For years, fans of the Mega Man franchise have dreamed of a new game in their beloved franchise. However, with Capcom seemingly uninterested it fell to others to create a game that captures the classic series, while also making a series to call their own.. Enter Mighty No.9, with the simple promise of capturing the spirit of Mega Man this game saw a huge success on Kickstarter, but in the end where does it stand? Well, for the most part it manages to capture the essence of Mega Man, but it does not escape mediocrity and it struggles under the weight of its own pedigree.
Coming into this game I had a different perspective then many others. I have only played a single game in the Mega Man franchise. However, all I wanted was an enjoyable game that captured the feel of the Nintendo Entertainment System era and I feel this game does that without trying. Mighty No.9 still fails on many accounts but it certainly captured the retro Mega Man vibe.
In a world where so many developers are trying to capture the past with games like Shovel Knight and even Yooka-Laylee, Mighty No.9 is the closest thing to it I have seen. From the presentation, to the gameplay there is a lot of retro flare that works for what Mighty No.9 is supposed to represent. If this game is a spiritual successor, Inafune and his team proved to know what this game is meant to be and it offers a decent experience as far as retro throwbacks are concerned.

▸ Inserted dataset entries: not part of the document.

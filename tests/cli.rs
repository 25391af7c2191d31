//  ██████╗  █████╗ ███████╗███████╗██╗███╗   ██╗ ██████╗
//  ██╔══██╗██╔══██╗██╔════╝██╔════╝██║████╗  ██║██╔════╝
//  ██████╔╝███████║███████╗███████╗██║██╔██╗ ██║██║  ███╗
//  ██╔═══╝ ██╔══██║╚════██║╚════██║██║██║╚██╗██║██║   ██║
//  ██║     ██║  ██║███████║███████║██║██║ ╚████║╚██████╔╝
//  ╚═╝     ╚═╝  ╚═╝╚══════╝╚══════╝╚═╝╚═╝  ╚═══╝ ╚═════╝

mod common;

#[cfg(test)]
mod passing {
    use std::fs;
    use std::process::Command;

    use assert_cmd::prelude::*;
    use tempfile::tempdir;

    use crate::common;

    const BIN: &str = "webarchive-extract";

    #[test]
    fn writes_beside_the_archive_by_default() {
        let dir = tempdir().unwrap();
        let archive = dir.path().join("page.webarchive");
        fs::write(&archive, common::sample_archive_bytes()).unwrap();

        let out = Command::cargo_bin(BIN).unwrap().arg(&archive).output().unwrap();

        assert!(out.status.success());
        assert_eq!(String::from_utf8_lossy(&out.stdout), "");
        let html = fs::read_to_string(dir.path().join("page.html")).unwrap();
        assert!(html.contains("href=\"page_files/style.css\""));
        assert!(dir.path().join("page_files").join("logo.png").exists());
        assert!(dir.path().join("page_files").join("frame.html").exists());
    }

    #[test]
    fn explicit_output_path() {
        let dir = tempdir().unwrap();
        let archive = dir.path().join("page.webarchive");
        let output = dir.path().join("saved.htm");
        fs::write(&archive, common::sample_archive_bytes()).unwrap();

        Command::cargo_bin(BIN)
            .unwrap()
            .arg(&archive)
            .arg(&output)
            .assert()
            .success();

        assert!(output.exists());
        assert!(dir.path().join("saved_files").join("style.css").exists());
        assert!(!dir.path().join("page.html").exists());
    }

    #[test]
    fn single_file_flag() {
        let dir = tempdir().unwrap();
        let archive = dir.path().join("page.webarchive");
        fs::write(&archive, common::sample_archive_bytes()).unwrap();

        Command::cargo_bin(BIN)
            .unwrap()
            .arg("-s")
            .arg(&archive)
            .assert()
            .success();

        let html = fs::read_to_string(dir.path().join("page.html")).unwrap();
        assert!(html.contains("<img src='data:image/png;base64,"));
        assert!(!dir.path().join("page_files").exists());
    }

    #[test]
    fn verbose_lists_written_files() {
        let dir = tempdir().unwrap();
        let archive = dir.path().join("page.webarchive");
        fs::write(&archive, common::sample_archive_bytes()).unwrap();

        let out = Command::cargo_bin(BIN)
            .unwrap()
            .arg("-v")
            .arg(&archive)
            .output()
            .unwrap();

        assert!(out.status.success());
        let stderr = String::from_utf8_lossy(&out.stderr);
        assert_eq!(stderr.matches("wrote file").count(), 5);
        assert!(stderr.contains("frame-only.png"));
    }

    #[test]
    fn help_lists_environment_variables() {
        let out = Command::cargo_bin(BIN).unwrap().arg("--help").output().unwrap();

        assert!(out.status.success());
        let stdout = String::from_utf8_lossy(&out.stdout);
        assert!(stdout.contains("--single-file"));
        assert!(stdout.contains("WEBARCHIVE_LOG_LEVEL"));
    }
}

//  ███████╗ █████╗ ██╗██╗     ██╗███╗   ██╗ ██████╗
//  ██╔════╝██╔══██╗██║██║     ██║████╗  ██║██╔════╝
//  █████╗  ███████║██║██║     ██║██╔██╗ ██║██║  ███╗
//  ██╔══╝  ██╔══██║██║██║     ██║██║╚██╗██║██║   ██║
//  ██║     ██║  ██║██║███████╗██║██║ ╚████║╚██████╔╝
//  ╚═╝     ╚═╝  ╚═╝╚═╝╚══════╝╚═╝╚═╝  ╚═══╝ ╚═════╝

#[cfg(test)]
mod failing {
    use std::fs;
    use std::process::Command;

    use assert_cmd::prelude::*;
    use tempfile::tempdir;

    const BIN: &str = "webarchive-extract";

    #[test]
    fn missing_archive() {
        let dir = tempdir().unwrap();
        let archive = dir.path().join("absent.webarchive");

        let out = Command::cargo_bin(BIN).unwrap().arg(&archive).output().unwrap();

        assert_eq!(out.status.code(), Some(1));
        let stderr = String::from_utf8_lossy(&out.stderr);
        assert!(stderr.contains("absent.webarchive: I/O error"));
        assert!(!dir.path().join("absent.html").exists());
    }

    #[test]
    fn not_a_property_list() {
        let dir = tempdir().unwrap();
        let archive = dir.path().join("page.webarchive");
        fs::write(&archive, "<html></html>").unwrap();

        let out = Command::cargo_bin(BIN)
            .unwrap()
            .env("NO_COLOR", "1")
            .arg(&archive)
            .output()
            .unwrap();

        assert_eq!(out.status.code(), Some(1));
        let stderr = String::from_utf8_lossy(&out.stderr);
        assert!(stderr.contains("invalid property list: missing \"bplist00\" header"));
    }

    #[test]
    fn missing_argument() {
        let out = Command::cargo_bin(BIN).unwrap().output().unwrap();
        assert!(!out.status.success());
    }
}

However, the elephant must be addressed and as we see it this game is more or less just Mega Man simply renamed and in a lot of ways it is reminiscent almost entirely of the Nintendo Entertainment system games, which is not a bad thing. The way the game plays is exceptionally reminiscent of the classic style of the games, you have a number of enemies to beat and each is confined to a specific level, and average level design adds to the nostalgic flare. Though the game does suffer from a lack of its own identity which seems to only exist when going up against some of the games more original bosses, which are instantly unique and enjoyable from the moment you go up against them.
Despite being great as a nostalgic throwback, Mighty No. 9 suffers when it comes to its average level design, while levels themselves are okay the way the developers placed enemies leaves much to be desired. At times it seems like the game almost intentionally wants you dead, and it has enemies placed in the most awkward of places. Often enemies would be placed high above our heads and over pits and it was all too easy to be bumped and killed, and this is a regular concern throughout the entire game, the experience never quite feels fair and most failures felt cheap.
When the game is being fair and not dealing with terrible enemy placement Mighty No. 9 can be quite enjoyable and it really thrives in its nostalgic difficulty, in a world where we have so many easy games it is so rare to find something that proves to be outright difficult, and Mighty No.9 recaptures this lost form. Much like Mega Man, Mighty No.9 is an over the top challenging game that wants to punish you, putting aside some of the terrible enemy placement the game does offer some genuine challenge with some of its challenging enemies, as well as some tricky platforming. It was so easy to die on each level, and getting to the boss always proved to be a grueling challenge, but all in all the difficulty makes each level worth playing, and there is nothing quite like overcoming a seemingly impossible challenge.
Mighty No. 9 has come a long way since its conception, the final look for the game is absolutely stunning. Continuing to lean on its nostalgic crutch, Mighty No. 9 looks like one of the rare pseudo 2D platformers to grace the PlayStation 2 or GameCube, the design adds a lot of charm to the game while allowing a mix of a more modern look with a nostalgic twist. The art style seemed to be reminiscent of Mega Man, while also evolving it further toward the modern environment without losing that nostalgic quality.
Despite numerous issues Mighty No. 9 is never truly awful, but there is a certain shoehorned element that really impacts the game as a whole, the story. The events of Mighty No. 9 see Mighty no.1 through 8 malfunction and ultimately begin causing problems around the city, what does not seem so bad initially develops into more of a frustration that halts gameplay on most turns. Not only is the story outright terrible, but gameplay is often interrupted by dialogue which brings the action to a grinding halt, and often after completing missions you have to sit through cutscenes that did little to drive the game.
Mighty No. 9 makes for a decent successor to a seemingly dead franchise, but those looking to capture some of the finer moments of Mega Man’s past better either lower their expectations, or simply look elsewhere. This game is not perfect, it suffers from multiple points of bad decisions but as a retro platformer this could have been a lot worse, just don’t come into this game with high expectations and you will likely be satisfied. Although this game is probably better suited to those who were never big Mega Man fans.
Note: I played this game on the Wii U, and while I would still recommend this version for the simple reason of Off-TV play, I will note the game suffers from frustrating frame rate problems which are quite annoying. If you really want this game it is probably better to go with the Playstation 4 or Xbox One versions, although I believe that these to suffer from some frame rate issues.